What is a dependency injection container?
I said it above, but again: a dependency injection container is meant to reduce the work that instantiation requires by determining, creating, and injecting all dependencies. A DIC will look at all dependencies of a class, and all dependencies those dependencies may have, and so on... In this sense, the container is responsible for hierarchically instantiating all dependencies.
The Container
class you provide relies on very strict definitions of pre-defined classes. For example, classes in your model layer appear to only be dependent on a database connection. (Similar statements can be said about classes in your controller & view layer).
How does a dependency injection container find dependencies?
A dependency injection container will detect dependencies. Typically this happens through 1 of 3 mechanisms: autowiring, annotations, and definitions. PHP-DI docs provide a good idea of what all three of these entail here. In short, though: autowiring detects dependencies by reflecting on a class, annotations are used to write in dependencies using comments above a class, and definitions are used to hard-code dependencies. Personally, I prefer autowiring because it's clean & simple.
Can I create a simple dependency injection container or no?
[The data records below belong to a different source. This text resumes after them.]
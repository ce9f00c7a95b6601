//! Agent library for per-container telemetry and memory governance
//!
//! This crate provides the core functionality for:
//! - Tracking monitored containers in a synchronized registry
//! - Per-container collection of CPU, memory and network counters
//! - Rate computation and best-effort delivery to the remote monitor
//! - Enforcing a host-wide soft memory ceiling
//! - Health checks and observability

pub mod collector;
pub mod error;
pub mod governor;
pub mod health;
pub mod models;
pub mod observability;
pub mod proto;
pub mod rate;
pub mod registry;
pub mod store;
pub mod sync;

#[cfg(test)]
mod test_support;

pub use error::{AdmitError, CollectError, RuntimeError, StoreError, TransportError};
pub use health::{
    ComponentHealth, ComponentStatus, HealthRegistry, HealthResponse, ReadinessResponse,
};
pub use models::*;
pub use observability::{AgentMetrics, StructuredLogger};
pub use registry::{Admission, AppRegistry, AppRegistryBuilder};
//! Container Agent - per-container telemetry and memory governance
//!
//! Runs on every container host: follows the local Docker engine, reports
//! each container's resource usage to the transfer tier and stops the worst
//! memory offender when the host exceeds its configured ceiling.

use agent_lib::{
    collector::{ContainerWatcher, DockerRuntime, StatCollector},
    governor::{usage_channel, Governor},
    health::{components, HealthRegistry},
    observability::{AgentMetrics, StructuredLogger},
    registry::AppRegistryBuilder,
    store::{CoordinationStore, MemoryStore, RedisStore},
    sync::{GrpcTransportFactory, TransferRing},
};
use anyhow::{Context, Result};
use container_agent::{api, config::AgentConfig};
use std::sync::Arc;
use tokio_util::sync::CancellationToken;
use tracing::{info, warn};
use tracing_subscriber::{fmt, prelude::*, EnvFilter};

const AGENT_VERSION: &str = env!("CARGO_PKG_VERSION");

#[tokio::main]
async fn main() -> Result<()> {
    // Initialize tracing with JSON output and env filter
    tracing_subscriber::registry()
        .with(EnvFilter::try_from_default_env().unwrap_or_else(|_| EnvFilter::new("info")))
        .with(fmt::layer().json())
        .init();

    let config = AgentConfig::load().context("Failed to load configuration")?;
    info!(
        hostname = %config.hostname,
        transfers = config.metrics.transfers.len(),
        step_secs = config.metrics.step_secs,
        "Agent configured"
    );

    let health_registry = HealthRegistry::new();
    health_registry.register(components::REGISTRY).await;
    health_registry.register(components::TRANSPORT).await;

    let metrics = AgentMetrics::new();
    let logger = StructuredLogger::new(&config.hostname);
    logger.log_startup(AGENT_VERSION, config.limit.memory);

    let docker = Arc::new(
        DockerRuntime::connect(&config.docker.endpoint).context("Failed to connect to Docker")?,
    );

    let ring = TransferRing::new(config.metrics.transfers.clone());
    if ring.is_empty() {
        warn!("No transfer endpoints configured, containers will not be monitored");
        health_registry
            .set_unhealthy(components::TRANSPORT, "No transfer endpoints configured")
            .await;
    }
    let transports = Arc::new(GrpcTransportFactory::new(
        ring,
        config.transfer_client_config(),
    ));
    let collector = Arc::new(StatCollector::new(
        docker.clone(),
        config.collector_config(),
    ));

    let governor_config = config.governor_config();
    let mut builder = AppRegistryBuilder::new()
        .collector(collector)
        .transports(transports)
        .reporter_config(config.reporter_config())
        .health(health_registry.clone())
        .node_name(config.hostname.clone());

    let usage_rx = if governor_config.is_enabled() {
        let (usage_tx, usage_rx) = usage_channel(&governor_config);
        builder = builder.usage_sink(usage_tx);
        Some(usage_rx)
    } else {
        info!("No memory limit configured, governor disabled");
        None
    };
    let registry = Arc::new(builder.build()?);

    let shutdown = CancellationToken::new();
    let governor_handle = match usage_rx {
        Some(usage_rx) => {
            let governor = Governor::new(
                governor_config,
                usage_rx,
                registry.clone(),
                docker.clone(),
                coordination_store(&config).await,
                health_registry.clone(),
                logger.clone(),
            );
            Some(tokio::spawn(governor.run(shutdown.clone())))
        }
        None => None,
    };

    let watcher = ContainerWatcher::new(
        docker.clone(),
        registry.clone(),
        health_registry.clone(),
        config.watcher_config(),
    )
    .start()
    .await;

    let app_state = Arc::new(
        api::AppState::new(health_registry.clone(), metrics.clone()).with_registry(registry.clone()),
    );
    let api_handle = tokio::spawn(api::serve(config.api_port, app_state));

    health_registry.set_ready(true).await;

    let reason = shutdown_signal().await;
    logger.log_shutdown(reason);
    health_registry.set_ready(false).await;

    watcher.stop().await;
    registry.shutdown().await;
    shutdown.cancel();
    if let Some(handle) = governor_handle {
        if let Err(e) = handle.await {
            warn!(error = %e, "Governor task failed");
        }
    }
    api_handle.abort();

    info!("Shutdown complete");
    Ok(())
}

/// Redis when configured and reachable, in-process otherwise
async fn coordination_store(config: &AgentConfig) -> Arc<dyn CoordinationStore> {
    let Some(url) = &config.redis.url else {
        warn!("No redis url configured, kill reasons are kept in memory");
        return Arc::new(MemoryStore::new());
    };

    match RedisStore::connect(url).await {
        Ok(store) => {
            info!("Connected to coordination store");
            Arc::new(store)
        }
        Err(e) => {
            warn!(error = %e, "Coordination store unavailable, kill reasons are kept in memory");
            Arc::new(MemoryStore::new())
        }
    }
}

/// Wait for SIGINT or SIGTERM
async fn shutdown_signal() -> &'static str {
    let ctrl_c = async {
        if let Err(e) = tokio::signal::ctrl_c().await {
            warn!(error = %e, "Failed to listen for SIGINT");
            std::future::pending::<()>().await;
        }
    };

    #[cfg(unix)]
    let terminate = async {
        match tokio::signal::unix::signal(tokio::signal::unix::SignalKind::terminate()) {
            Ok(mut signal) => {
                signal.recv().await;
            }
            Err(e) => {
                warn!(error = %e, "Failed to listen for SIGTERM");
                std::future::pending::<()>().await;
            }
        }
    };

    #[cfg(not(unix))]
    let terminate = std::future::pending::<()>();

    tokio::select! {
        _ = ctrl_c => "SIGINT received",
        _ = terminate => "SIGTERM received",
    }
}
Yes, you can. Start with the idea that an injector should be able to instantiate any object (service, view, controller, etc...). It needs to look at the relevant object and hierarchically instantiate all dependencies (hint: possibly through some method of recursion).
A quick example of a simple injector using autowiring looks like this:
<?php
class Injector
{
public function make($className)
{
$dependencies = [];
//Create reflection of the class-to-make's constructor to get dependencies
$classReflection = new ReflectionMethod($className, "__construct");
foreach($classReflection->getParameters() as $parameter) {
$dependencyName = $parameter->getClass()->getName();
//Use the injector to make an instance of the dependency
$dependencies[] = $this->make($dependencyName);
}
$class = new ReflectionClass($className);
//Instantiate the class with all dependencies
return $class->newInstanceArgs($dependencies);
}
}
Tested with something like the following, you can see how the injector recursively checks and instantiates all dependencies
class A {
protected $b;
public function __construct(B $b) { $this->b = $b; }
public function output(){ $this->b->foo(); }
}
class B {
protected $c;
public function __construct(C $c) { $this->c = $c; }
public function foo() { $this->c->bar(); }
}
class C {
public function __construct() { }
public function bar() { echo "World!"; }
}
$injector = new Injector;
$a = $injector->make("A");
//No need to manually instantiate A's dependency, B, or B's dependency, C
$a->output();
This basic injector has obvious faults. For example, there is an opportunity to create a recursion disaster if two classes are dependent on each other (there should be a check for that). However, as is, this works as a basic example of what an injector looks like.
Injector vs. Dependency Injection Container
To make this more powerful and fall under the definition of "dependency injection container", you'd want a way to share instantiated instances across multiple make()
calls. For example, you may have another method called share()
. This method would store the instance passed to it. Whenever a class is built through the make()
method and depends on a class previously shared, instead of instantiating a new instance, it would use the already-instantiated one.
For a simple & powerful dependency injection container I suggest Auryn, but by all means, try to understand & create your own before using the ones already available.